▸ **REQUIREMENT**: Keep to one stretch of the data below, the lines from the one with "write_batch.insert(KEY_STREAM_NEXT_OFFSET, &next_offset_bytes);" up to and including the one with "if let Err(err) = check_fence(lease.as_deref(), holder, *now)", and return that stretch exactly.

[INPUT DATA]

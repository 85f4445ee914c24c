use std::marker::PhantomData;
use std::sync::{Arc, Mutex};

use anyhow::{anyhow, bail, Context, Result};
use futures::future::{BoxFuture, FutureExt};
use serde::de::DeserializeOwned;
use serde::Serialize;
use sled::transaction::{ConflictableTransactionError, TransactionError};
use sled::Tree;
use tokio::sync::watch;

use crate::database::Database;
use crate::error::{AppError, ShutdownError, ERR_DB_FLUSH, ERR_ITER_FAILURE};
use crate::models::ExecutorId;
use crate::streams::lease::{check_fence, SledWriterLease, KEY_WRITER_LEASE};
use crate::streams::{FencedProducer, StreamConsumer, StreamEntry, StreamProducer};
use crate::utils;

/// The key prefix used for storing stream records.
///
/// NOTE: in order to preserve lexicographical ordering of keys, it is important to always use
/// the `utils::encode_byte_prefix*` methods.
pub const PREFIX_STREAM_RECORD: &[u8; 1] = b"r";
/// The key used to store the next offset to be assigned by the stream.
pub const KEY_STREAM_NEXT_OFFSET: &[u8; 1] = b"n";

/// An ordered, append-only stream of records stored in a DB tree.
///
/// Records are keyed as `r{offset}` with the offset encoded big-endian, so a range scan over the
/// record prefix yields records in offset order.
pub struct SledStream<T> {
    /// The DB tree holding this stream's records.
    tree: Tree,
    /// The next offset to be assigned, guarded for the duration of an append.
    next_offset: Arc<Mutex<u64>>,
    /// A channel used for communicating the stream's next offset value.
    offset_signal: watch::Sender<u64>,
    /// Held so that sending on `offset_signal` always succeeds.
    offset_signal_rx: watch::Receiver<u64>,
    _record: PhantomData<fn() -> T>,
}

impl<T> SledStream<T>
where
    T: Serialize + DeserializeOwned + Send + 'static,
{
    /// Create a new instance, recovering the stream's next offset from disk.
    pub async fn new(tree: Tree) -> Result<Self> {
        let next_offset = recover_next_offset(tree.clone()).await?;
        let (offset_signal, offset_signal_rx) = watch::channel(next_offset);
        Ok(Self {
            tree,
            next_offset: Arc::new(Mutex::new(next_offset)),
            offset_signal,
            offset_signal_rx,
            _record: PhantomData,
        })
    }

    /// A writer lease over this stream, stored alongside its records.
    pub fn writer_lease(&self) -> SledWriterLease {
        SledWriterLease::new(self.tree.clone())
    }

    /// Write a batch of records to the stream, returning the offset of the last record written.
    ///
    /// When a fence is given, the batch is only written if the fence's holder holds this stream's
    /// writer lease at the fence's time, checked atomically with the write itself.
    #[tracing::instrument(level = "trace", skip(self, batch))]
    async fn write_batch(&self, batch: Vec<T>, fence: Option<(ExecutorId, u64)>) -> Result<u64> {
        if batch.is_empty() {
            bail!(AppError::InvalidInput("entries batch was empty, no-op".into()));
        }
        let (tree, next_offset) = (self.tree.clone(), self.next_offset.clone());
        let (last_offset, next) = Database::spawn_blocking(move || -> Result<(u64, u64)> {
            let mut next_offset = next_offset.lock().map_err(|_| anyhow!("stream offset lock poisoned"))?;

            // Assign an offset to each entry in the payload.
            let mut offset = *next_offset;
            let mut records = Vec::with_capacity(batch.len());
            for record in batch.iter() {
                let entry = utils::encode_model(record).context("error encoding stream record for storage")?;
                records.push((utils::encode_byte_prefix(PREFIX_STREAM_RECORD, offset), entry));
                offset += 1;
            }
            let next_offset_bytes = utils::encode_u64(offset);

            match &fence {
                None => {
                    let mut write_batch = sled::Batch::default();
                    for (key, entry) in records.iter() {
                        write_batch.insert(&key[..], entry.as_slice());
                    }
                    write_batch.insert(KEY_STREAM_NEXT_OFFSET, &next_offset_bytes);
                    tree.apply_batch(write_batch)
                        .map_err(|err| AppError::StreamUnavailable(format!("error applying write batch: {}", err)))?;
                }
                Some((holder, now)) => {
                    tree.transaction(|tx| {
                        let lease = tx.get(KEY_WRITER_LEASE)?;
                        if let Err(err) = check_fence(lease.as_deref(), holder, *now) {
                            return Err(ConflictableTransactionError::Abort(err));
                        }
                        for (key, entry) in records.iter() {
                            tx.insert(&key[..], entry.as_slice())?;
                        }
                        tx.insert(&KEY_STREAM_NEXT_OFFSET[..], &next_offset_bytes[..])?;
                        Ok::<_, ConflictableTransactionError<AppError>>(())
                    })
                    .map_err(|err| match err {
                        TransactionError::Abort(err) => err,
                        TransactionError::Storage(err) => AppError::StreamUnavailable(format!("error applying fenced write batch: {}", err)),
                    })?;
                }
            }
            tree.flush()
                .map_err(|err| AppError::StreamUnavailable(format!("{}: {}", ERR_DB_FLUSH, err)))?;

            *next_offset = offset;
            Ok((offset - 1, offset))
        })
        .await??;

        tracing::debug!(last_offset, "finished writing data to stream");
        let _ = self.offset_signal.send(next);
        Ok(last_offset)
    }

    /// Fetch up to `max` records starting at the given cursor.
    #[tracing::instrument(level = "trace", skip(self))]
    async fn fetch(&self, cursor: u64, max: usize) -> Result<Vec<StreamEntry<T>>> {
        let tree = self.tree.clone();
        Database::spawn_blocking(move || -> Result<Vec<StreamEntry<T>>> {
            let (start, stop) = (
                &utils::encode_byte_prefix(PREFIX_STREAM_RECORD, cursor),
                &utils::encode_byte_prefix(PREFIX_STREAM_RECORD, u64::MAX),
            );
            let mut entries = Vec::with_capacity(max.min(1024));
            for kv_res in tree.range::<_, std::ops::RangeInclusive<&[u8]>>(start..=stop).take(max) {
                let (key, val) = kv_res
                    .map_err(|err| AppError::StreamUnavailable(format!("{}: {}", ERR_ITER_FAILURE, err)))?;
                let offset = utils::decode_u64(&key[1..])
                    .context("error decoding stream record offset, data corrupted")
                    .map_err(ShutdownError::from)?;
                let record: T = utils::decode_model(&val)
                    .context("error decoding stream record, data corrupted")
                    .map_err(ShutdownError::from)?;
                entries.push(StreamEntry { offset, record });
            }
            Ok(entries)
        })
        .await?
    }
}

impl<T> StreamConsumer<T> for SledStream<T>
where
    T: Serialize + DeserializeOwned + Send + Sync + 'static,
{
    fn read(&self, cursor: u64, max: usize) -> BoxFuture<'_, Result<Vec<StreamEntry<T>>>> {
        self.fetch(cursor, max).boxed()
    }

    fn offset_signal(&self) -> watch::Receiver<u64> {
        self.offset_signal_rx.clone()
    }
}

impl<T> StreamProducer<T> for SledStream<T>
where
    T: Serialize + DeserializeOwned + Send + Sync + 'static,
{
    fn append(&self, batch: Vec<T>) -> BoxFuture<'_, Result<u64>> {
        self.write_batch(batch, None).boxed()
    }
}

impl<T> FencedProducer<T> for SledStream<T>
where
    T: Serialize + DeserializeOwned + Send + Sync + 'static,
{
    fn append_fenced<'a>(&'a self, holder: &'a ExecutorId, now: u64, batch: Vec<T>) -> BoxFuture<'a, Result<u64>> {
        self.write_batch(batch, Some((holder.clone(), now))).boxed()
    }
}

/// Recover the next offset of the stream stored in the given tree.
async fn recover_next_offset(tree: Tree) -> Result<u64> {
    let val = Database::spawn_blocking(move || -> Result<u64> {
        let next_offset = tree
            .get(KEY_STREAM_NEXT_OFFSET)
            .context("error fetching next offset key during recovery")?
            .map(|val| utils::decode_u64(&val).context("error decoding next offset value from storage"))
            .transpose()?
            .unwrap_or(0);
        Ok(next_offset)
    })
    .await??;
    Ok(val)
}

[/INPUT DATA]
[INPUT DATA]

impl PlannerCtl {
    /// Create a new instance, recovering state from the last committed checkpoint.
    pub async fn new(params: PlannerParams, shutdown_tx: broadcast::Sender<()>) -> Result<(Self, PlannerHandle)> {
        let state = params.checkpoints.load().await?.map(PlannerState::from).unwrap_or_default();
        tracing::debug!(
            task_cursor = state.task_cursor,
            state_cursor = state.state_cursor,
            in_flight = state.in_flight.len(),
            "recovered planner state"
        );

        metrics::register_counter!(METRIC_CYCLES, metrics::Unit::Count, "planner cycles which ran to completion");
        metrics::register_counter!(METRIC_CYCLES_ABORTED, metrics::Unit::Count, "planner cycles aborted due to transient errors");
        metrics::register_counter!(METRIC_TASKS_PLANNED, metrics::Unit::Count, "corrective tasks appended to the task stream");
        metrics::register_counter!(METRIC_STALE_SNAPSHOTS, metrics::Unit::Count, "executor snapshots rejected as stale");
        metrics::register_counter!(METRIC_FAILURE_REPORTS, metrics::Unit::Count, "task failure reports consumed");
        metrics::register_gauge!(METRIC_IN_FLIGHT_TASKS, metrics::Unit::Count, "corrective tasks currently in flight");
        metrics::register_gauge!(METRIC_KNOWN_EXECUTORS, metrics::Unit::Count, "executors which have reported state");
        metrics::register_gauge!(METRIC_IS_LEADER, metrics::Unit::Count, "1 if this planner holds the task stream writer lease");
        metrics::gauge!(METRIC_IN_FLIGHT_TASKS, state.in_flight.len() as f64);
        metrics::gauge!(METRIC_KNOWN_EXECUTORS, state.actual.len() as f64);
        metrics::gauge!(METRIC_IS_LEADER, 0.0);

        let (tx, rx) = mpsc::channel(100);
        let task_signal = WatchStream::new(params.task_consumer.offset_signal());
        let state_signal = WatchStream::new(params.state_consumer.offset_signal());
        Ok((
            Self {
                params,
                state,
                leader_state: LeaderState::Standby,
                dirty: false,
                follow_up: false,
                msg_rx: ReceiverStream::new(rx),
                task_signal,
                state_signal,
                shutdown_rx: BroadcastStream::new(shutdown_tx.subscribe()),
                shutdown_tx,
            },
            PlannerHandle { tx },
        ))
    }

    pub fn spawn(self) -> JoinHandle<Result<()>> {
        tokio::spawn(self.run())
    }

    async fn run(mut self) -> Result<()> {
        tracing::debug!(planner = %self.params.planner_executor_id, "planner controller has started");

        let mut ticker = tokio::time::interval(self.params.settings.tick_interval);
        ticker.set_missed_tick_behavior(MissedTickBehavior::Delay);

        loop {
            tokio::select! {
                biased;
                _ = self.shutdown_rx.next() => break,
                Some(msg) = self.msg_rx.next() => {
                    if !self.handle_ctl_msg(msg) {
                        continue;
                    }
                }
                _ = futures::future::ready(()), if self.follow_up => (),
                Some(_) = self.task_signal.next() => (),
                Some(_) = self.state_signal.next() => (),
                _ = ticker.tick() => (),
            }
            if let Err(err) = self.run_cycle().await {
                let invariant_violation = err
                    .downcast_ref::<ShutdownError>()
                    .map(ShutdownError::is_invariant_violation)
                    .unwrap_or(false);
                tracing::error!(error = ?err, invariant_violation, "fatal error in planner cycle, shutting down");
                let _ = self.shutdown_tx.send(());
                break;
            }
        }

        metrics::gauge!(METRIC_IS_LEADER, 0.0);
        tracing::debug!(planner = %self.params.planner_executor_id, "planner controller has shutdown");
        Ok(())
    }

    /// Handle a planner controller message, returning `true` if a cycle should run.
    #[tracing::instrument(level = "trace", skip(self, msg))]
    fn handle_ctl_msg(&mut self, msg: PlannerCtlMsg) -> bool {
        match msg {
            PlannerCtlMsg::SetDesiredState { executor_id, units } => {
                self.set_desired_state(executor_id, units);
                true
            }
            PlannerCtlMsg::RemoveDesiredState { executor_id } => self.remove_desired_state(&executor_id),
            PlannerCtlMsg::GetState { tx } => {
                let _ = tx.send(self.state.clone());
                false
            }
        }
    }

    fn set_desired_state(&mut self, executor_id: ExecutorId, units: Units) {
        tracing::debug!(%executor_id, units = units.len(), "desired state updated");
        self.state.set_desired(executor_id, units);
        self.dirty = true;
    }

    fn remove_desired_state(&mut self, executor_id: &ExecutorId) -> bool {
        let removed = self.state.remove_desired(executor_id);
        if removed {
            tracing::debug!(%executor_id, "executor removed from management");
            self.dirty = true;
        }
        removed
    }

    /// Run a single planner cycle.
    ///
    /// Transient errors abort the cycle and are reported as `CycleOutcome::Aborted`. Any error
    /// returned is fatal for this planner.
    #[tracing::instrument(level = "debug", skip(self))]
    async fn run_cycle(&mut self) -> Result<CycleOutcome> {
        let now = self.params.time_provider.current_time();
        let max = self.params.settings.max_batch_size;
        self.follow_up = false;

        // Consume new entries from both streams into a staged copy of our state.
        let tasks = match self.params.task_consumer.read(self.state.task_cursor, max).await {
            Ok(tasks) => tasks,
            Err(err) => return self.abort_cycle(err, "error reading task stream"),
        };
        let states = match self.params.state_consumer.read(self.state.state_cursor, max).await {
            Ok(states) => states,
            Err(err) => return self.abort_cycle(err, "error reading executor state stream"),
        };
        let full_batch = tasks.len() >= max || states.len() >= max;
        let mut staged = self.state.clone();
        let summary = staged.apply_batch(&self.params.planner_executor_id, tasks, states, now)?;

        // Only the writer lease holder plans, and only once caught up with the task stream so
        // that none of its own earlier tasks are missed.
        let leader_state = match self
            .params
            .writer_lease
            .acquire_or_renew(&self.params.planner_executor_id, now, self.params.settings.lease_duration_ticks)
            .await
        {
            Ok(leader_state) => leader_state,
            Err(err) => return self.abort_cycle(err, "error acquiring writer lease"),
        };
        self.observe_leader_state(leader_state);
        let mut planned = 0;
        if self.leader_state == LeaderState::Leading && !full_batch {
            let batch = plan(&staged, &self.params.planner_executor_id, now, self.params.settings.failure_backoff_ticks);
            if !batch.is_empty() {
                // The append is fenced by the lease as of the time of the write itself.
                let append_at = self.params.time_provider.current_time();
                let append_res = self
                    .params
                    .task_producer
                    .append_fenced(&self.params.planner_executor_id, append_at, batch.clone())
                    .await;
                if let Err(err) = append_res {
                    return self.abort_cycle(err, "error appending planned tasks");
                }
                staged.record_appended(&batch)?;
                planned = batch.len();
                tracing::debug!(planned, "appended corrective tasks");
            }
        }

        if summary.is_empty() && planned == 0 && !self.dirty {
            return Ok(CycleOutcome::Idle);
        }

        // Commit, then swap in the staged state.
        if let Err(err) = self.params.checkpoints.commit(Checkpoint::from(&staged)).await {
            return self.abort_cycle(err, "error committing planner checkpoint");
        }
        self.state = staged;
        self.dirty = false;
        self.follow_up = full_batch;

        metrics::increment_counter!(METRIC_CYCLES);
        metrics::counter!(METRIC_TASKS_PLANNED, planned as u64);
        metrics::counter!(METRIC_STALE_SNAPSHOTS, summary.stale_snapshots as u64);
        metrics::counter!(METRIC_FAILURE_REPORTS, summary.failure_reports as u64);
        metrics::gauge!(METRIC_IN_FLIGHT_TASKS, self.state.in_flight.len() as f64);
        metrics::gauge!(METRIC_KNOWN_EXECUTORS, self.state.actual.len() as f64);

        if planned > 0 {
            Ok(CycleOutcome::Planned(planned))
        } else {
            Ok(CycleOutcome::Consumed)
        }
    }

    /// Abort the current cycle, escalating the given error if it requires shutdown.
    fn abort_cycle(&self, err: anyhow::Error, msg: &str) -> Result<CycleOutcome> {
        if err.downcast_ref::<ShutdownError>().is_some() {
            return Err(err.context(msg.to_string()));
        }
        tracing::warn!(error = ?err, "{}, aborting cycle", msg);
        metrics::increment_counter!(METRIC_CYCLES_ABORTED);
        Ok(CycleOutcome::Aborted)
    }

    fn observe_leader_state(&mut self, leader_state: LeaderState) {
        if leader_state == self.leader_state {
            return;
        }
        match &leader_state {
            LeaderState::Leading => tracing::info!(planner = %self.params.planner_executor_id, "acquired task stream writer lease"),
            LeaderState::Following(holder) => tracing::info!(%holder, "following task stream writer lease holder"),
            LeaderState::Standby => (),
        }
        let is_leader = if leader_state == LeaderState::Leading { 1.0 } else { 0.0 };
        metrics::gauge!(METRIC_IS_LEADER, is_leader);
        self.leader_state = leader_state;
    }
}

[/INPUT DATA]

▸ **SOLVED PROBLEM**:
                    write_batch.insert(KEY_STREAM_NEXT_OFFSET, &next_offset_bytes);
                    tree.apply_batch(write_batch)
                        .map_err(|err| AppError::StreamUnavailable(format!("error applying write batch: {}", err)))?;
                }
                Some((holder, now)) => {
                    tree.transaction(|tx| {
                        let lease = tx.get(KEY_WRITER_LEASE)?;
                        if let Err(err) = check_fence(lease.as_deref(), holder, *now) {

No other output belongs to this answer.